In past days, Polish leaders said the war justified Poland’s demands that it get additional security guarantees from Washington in exchange for allowing the anti-missile base on its soil.
Talking about the “mutual commitment” part of the agreement, Tusk said that the North Atlantic Treaty Organization would be too slow in coming to Poland’s defense if threatened and that the bloc would take “days, weeks to start that machinery.”
Tusk said that armed with Patriot missiles, Poles “will be able to effectively protect our territory.”
But after the deal was announced, both American and Polish officials sought to play down any connection to the Georgian war.

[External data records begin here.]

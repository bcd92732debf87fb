/// Sink adapters
///
/// Narrow interfaces to the two downstream audio subsystems, injected into
/// the dispatcher so tests can substitute recording fakes:
///
/// ```text
/// Dispatcher
///   ├── SpatialSink   -> continuous position updates (/spat/serv)
///   └── PlaybackSink  -> discrete clip fire/stop triggers
/// ```
pub mod osc;

pub use osc::{OscPlaybackSink, OscSpatialSink};

use crate::error::SinkError;

/// One position update for the spatialization renderer
///
/// Produced per play/update event and consumed immediately; never retained.
#[derive(Debug, Clone, PartialEq)]
pub struct SpatialUpdate {
    /// Renderer output channel (1-60)
    pub channel: u16,
    pub azimuth: f32,
    pub elevation: f32,
    pub radius: f32,
    pub horizontal_span: f32,
    pub vertical_span: f32,
}

/// Receiver of continuous 3D position updates
pub trait SpatialSink: Send + Sync {
    /// Forward one position update to the renderer
    fn send_update(&self, update: &SpatialUpdate) -> Result<(), SinkError>;

    /// Sink name (for logging)
    fn name(&self) -> &'static str {
        "spatial"
    }
}

/// Receiver of discrete clip triggers, addressed by track name + clip slot
pub trait PlaybackSink: Send + Sync {
    /// Start the clip in the given slot of the given track
    fn fire_clip(&self, target: &str, clip_index: usize) -> Result<(), SinkError>;

    /// Stop the clip in the given slot of the given track
    fn stop_clip(&self, target: &str, clip_index: usize) -> Result<(), SinkError>;

    /// Sink name (for logging)
    fn name(&self) -> &'static str {
        "playback"
    }
}
use thiserror::Error;

/// Application-level errors using thiserror for structured error handling.
///
/// Every failure here is local to a single record, sink call, or startup
/// step. Nothing in the dispatch path is fatal; the router degrades
/// gracefully on a live feed where malformed or stale messages are expected.

#[derive(Error, Debug)]
pub enum ParseError {
    #[error("empty record")]
    EmptyRecord,

    #[error("unrecognized action: {0}")]
    UnrecognizedAction(String),

    #[error("record has no sound identifier")]
    MissingSoundId,

    #[error("expected 5 spatial fields, found {found}")]
    MissingSpatialFields { found: usize },

    #[error("invalid value for {field}: '{value}'")]
    InvalidNumber { field: &'static str, value: String },
}

#[derive(Error, Debug)]
pub enum RegistryError {
    #[error("failed to load registry tables from {path}")]
    LoadFailed {
        path: String,
        #[source]
        source: Box<dyn std::error::Error + Send + Sync>,
    },

    #[error("invalid registry tables: {0}")]
    Invalid(String),
}

#[derive(Error, Debug)]
pub enum SinkError {
    #[error("failed to bind UDP socket")]
    BindFailed(#[source] std::io::Error),

    #[error("could not resolve sink address: {0}")]
    InvalidAddress(String),

    #[error("failed to encode OSC message for {address}")]
    EncodeFailed {
        address: String,
        #[source]
        source: Box<dyn std::error::Error + Send + Sync>,
    },

    #[error("failed to send OSC message to {address}")]
    SendFailed {
        address: String,
        #[source]
        source: std::io::Error,
    },
}

#[derive(Error, Debug)]
pub enum ListenerError {
    #[error("failed to bind OSC listener on {addr}")]
    BindFailed {
        addr: String,
        #[source]
        source: std::io::Error,
    },
}

#[derive(Error, Debug)]
pub enum ConfigError {
    #[error("failed to load configuration from {path}")]
    LoadFailed {
        path: String,
        #[source]
        source: Box<dyn std::error::Error + Send + Sync>,
    },

    #[error("failed to save configuration to {path}")]
    SaveFailed {
        path: String,
        #[source]
        source: Box<dyn std::error::Error + Send + Sync>,
    },

    #[error("could not determine config directory")]
    NoConfigDir,

    #[error("failed to create config directory: {path}")]
    DirectoryCreationFailed {
        path: String,
        #[source]
        source: std::io::Error,
    },
}

/// Type alias for application Results using anyhow for context chaining
pub type AppResult<T> = anyhow::Result<T>;

#[cfg(test)]
mod tests {
    use super::*;

    #[test]
    fn test_error_display() {
        let err = ParseError::UnrecognizedAction("/sound/bogus".to_string());
        assert_eq!(err.to_string(), "unrecognized action: /sound/bogus");

        let err = ParseError::MissingSpatialFields { found: 3 };
        assert_eq!(err.to_string(), "expected 5 spatial fields, found 3");

        let err = SinkError::InvalidAddress("nowhere:xyz".to_string());
        assert_eq!(err.to_string(), "could not resolve sink address: nowhere:xyz");
    }

    #[test]
    fn test_error_source_chain() {
        use std::error::Error;
        use std::io;

        let io_err = io::Error::new(io::ErrorKind::NotFound, "file not found");
        let config_err = ConfigError::LoadFailed {
            path: "/test/config.json".to_string(),
            source: Box::new(io_err),
        };

        assert!(config_err.source().is_some());
        assert_eq!(
            config_err.to_string(),
            "failed to load configuration from /test/config.json"
        );
    }
}
//! spat-bridge: OSC sound-event router for an interactive installation.
//!
//! Bridges a `/sound/*` trigger stream into two downstream audio
//! subsystems: a spatialization renderer (continuous 3D position updates)
//! and a clip playback engine (discrete fire/stop triggers by track and
//! clip slot).
//!
//! ```text
//! OSC in (UDP) -> OscListener -> record batches -> Dispatcher
//!                                                    ├── SoundRegistry (who is this sound?)
//!                                                    ├── ActiveSounds  (is it already playing?)
//!                                                    ├── SpatialSink   (/spat/serv)
//!                                                    └── PlaybackSink  (/clip/fire, /clip/stop)
//! ```

pub mod config;
pub mod dispatch;
pub mod error;
pub mod listener;
pub mod parser;
pub mod registry;
pub mod sinks;
pub mod stats;
pub mod tracker;

pub use config::Config;
pub use dispatch::Dispatcher;
pub use error::AppResult;
pub use listener::OscListener;
pub use parser::{ParsedRecord, SoundAction, SoundEvent, SpatialPosition};
pub use registry::{Category, ExclusivityPolicy, RegistryTables, SoundProfile, SoundRegistry};
pub use sinks::{OscPlaybackSink, OscSpatialSink, PlaybackSink, SpatialSink, SpatialUpdate};
pub use stats::RouterStats;
pub use tracker::ActiveSounds;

“This is not linked to the situation in Georgia,” the chief U.S. negotiator, John Rood, told the Associated Press, after the pact was initialed. “We had made these arrangements for this round of negotiations before the conflict in Georgia, and so we just merely continued with the schedule we had.”
In initial reaction from Russia, the parliamentary foreign affairs committee chairman, Konstantin Kosachev, was quoted by Interfax news agency as saying the agreement will spark “a real rise in tensions in Russian-American relations.” He repeated the view that defense shield really targets Russia’s arsenal.